I’m so far behind.
I turn 30 this year and let me tell you, I won’t be making any “30 under 30” lists. Many of you can quickly see how unhelpful lists like that are. However, I did live my late teens and early twenties with a sense of big dreams and big ambitions just simmering on the back burner of my priorities. My biggest priority was making everyone around me happy. So, those ambitions could only flash to the foreground when it served to please a professor or grandmother as the case may be.
Well, getting married young, getting divorced in a painful, blindsiding manner, being a single mom, dating, and getting married again all slowed down those ambitions too. There’s a whole lot of life that requires attention and can make audacious dreams seem quiet.
I was thinking about some of the things I’d like to accomplish today and like a slap in the face I thought, “Oh, my dear Jesus… I’ve completely failed to cry your name from the rooftops. If I have failed to grow fast enough anywhere, it is in holiness and boldness in my testimony.”
But Jesus isn’t concerned with 30 before 30 list and He came in with kindness and truth before I had a moment to let that thought grow into guilt and shame.

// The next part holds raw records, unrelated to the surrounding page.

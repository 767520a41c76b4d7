//! Hazard warning handling.
//!
//! `warnings` picks the warning shown per hazard category and merges pushed
//! warnings without downgrading.

pub mod warnings;
/// Hazard category registry for the weather warning states.
///
/// Defines the fixed catalogue of hazard categories mirrored for every
/// postal code. The numeric ids are the weather service's `warnType`
/// enumeration and form a wire contract: never renumber an entry, even when
/// reordering the list. All other modules should reference categories from
/// here rather than hardcoding ids.

// ---------------------------------------------------------------------------
// Hazard metadata
// ---------------------------------------------------------------------------

/// Metadata for a single hazard category.
#[derive(Debug)]
pub struct HazardCategory {
    /// Upstream `warnType` value.
    pub id: i64,
    /// Display name used for the warning channel.
    pub name: &'static str,
    /// Lowest level requested when subscribing to push warnings.
    /// `None` means the category is never subscribed. Not applied when
    /// mirroring polled warnings: every level is shown.
    pub minimum_level: Option<i64>,
}

/// All hazard categories published by the weather service. Id 6 is unused
/// upstream.
pub static HAZARD_CATALOGUE: &[HazardCategory] = &[
    HazardCategory { id: 0, name: "Wind", minimum_level: Some(2) },
    HazardCategory { id: 1, name: "Thunderstorms", minimum_level: Some(3) },
    HazardCategory { id: 2, name: "Rain", minimum_level: Some(2) },
    HazardCategory { id: 3, name: "Snow", minimum_level: Some(2) },
    HazardCategory { id: 4, name: "Slippery Roads", minimum_level: Some(2) },
    HazardCategory { id: 5, name: "Frost", minimum_level: Some(2) },
    HazardCategory { id: 7, name: "Heat Waves", minimum_level: Some(3) },
    HazardCategory { id: 8, name: "Avalanches", minimum_level: Some(2) },
    HazardCategory { id: 9, name: "Earthquakes", minimum_level: None },
    HazardCategory { id: 10, name: "Forest Fire", minimum_level: Some(2) },
    HazardCategory { id: 11, name: "Flood", minimum_level: Some(2) },
    HazardCategory { id: 12, name: "Drought", minimum_level: Some(2) },
];

/// Legend for the `level` state of every warning channel.
pub static LEVEL_LEGEND: &[(i64, &str)] = &[
    (0, "None"),
    (1, "Minimal"),
    (2, "Moderate"),
    (3, "Significant"),
    (4, "Severe"),
    (5, "Very severe"),
];

/// Looks up a hazard category by its upstream id. Returns `None` if unknown.
pub fn find_hazard(id: i64) -> Option<&'static HazardCategory> {
    HAZARD_CATALOGUE.iter().find(|h| h.id == id)
}

/// Channel suffix for a hazard category, e.g. `warning-07`.
pub fn warning_channel_suffix(id: i64) -> String {
    format!("warning-{:02}", id)
}

/// A push subscription filter: deliver warnings of `warn_type` at or above
/// `warn_level`, outlooks included.
#[derive(Debug, Clone, PartialEq, Eq, serde::Serialize)]
#[serde(rename_all = "camelCase")]
pub struct SubscriptionFilter {
    pub warn_type: i64,
    pub warn_level: i64,
    pub with_outlook: bool,
}

/// Returns the subscription filters for every category that has a minimum
/// level.
pub fn subscription_filters() -> Vec<SubscriptionFilter> {
    HAZARD_CATALOGUE
        .iter()
        .filter_map(|h| {
            h.minimum_level.map(|level| SubscriptionFilter {
                warn_type: h.id,
                warn_level: level,
                with_outlook: true,
            })
        })
        .collect()
}

// ---------------------------------------------------------------------------
// Tests
// ---------------------------------------------------------------------------
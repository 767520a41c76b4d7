//! Forecast series analysis.
//!
//! Only fixed-window min/max/mean and precipitation sums are computed
//! here; no interpolation or modelling. `windows` folds the forecast graph
//! into 3-hour windows.

pub mod windows;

The radio station I had turned on does a “Flashback Friday” every week and so “Sometimes by Step” by Rich Mullins was playing.
The lyrics say:
“And on this road to righteousness.
Sometimes the climb can be so steep,
I may falter in my steps,
But never beyond your reach.”
The words of this song brought to mind scriptures that also reminded me of truth.
“The heart of man plans his way, but the Lord establishes his steps.” Proverbs 16:9
“Trust in the Lord with all your heart, and do not lean on your own understanding. In all your ways acknowledge him, and he will make straight your paths.” Proverbs 3:5-6
“He has made everything beautiful in its time. Also, he has put eternity into man’s heart, yet so that he cannot find out what God has done from the beginning to the end.” Ecclesiastes 3:11
Let me sum up what the Lord laid on my heart in that moment: my timing is not His timing.
I want to believe, on some level, that I can drink enough water, exercise, and set goals to reach my way into holiness. If I pull hard enough on my bootstraps, then I will suddenly testify to the word of the Lord and bring people to their knees. The big problem is that I am not an agent of perfection for myself.
“And I am sure of this, that he who began a good work in you will bring it to completion at the day of Jesus Christ.” Philippians 1:6
The Lord has already set me free from a teenage eating disorder, the chains of perfectionism, a workaholic-people-pleasing lifestyle, and from a painful, desperate sense of self-loathing. The Lord brought me safely out of postpartum depression and delivered me from the single motherhood I did not want for myself.
Likewise, He will deliver me from fear and hesitation with my testimony. I won’t be able to grit my teeth and suddenly become holy. But, I will be able to abide in His word, speak to my Father (prayer), and worship in every manner imaginable. In the meantime, I can trust that He will do the work and He will transform me into the image of His son. I may not achieve my personal goals or my goals of holiness on my timeline, but I can rest assured that step by step He will lead me down the path that He has set and in His time I will be made complete.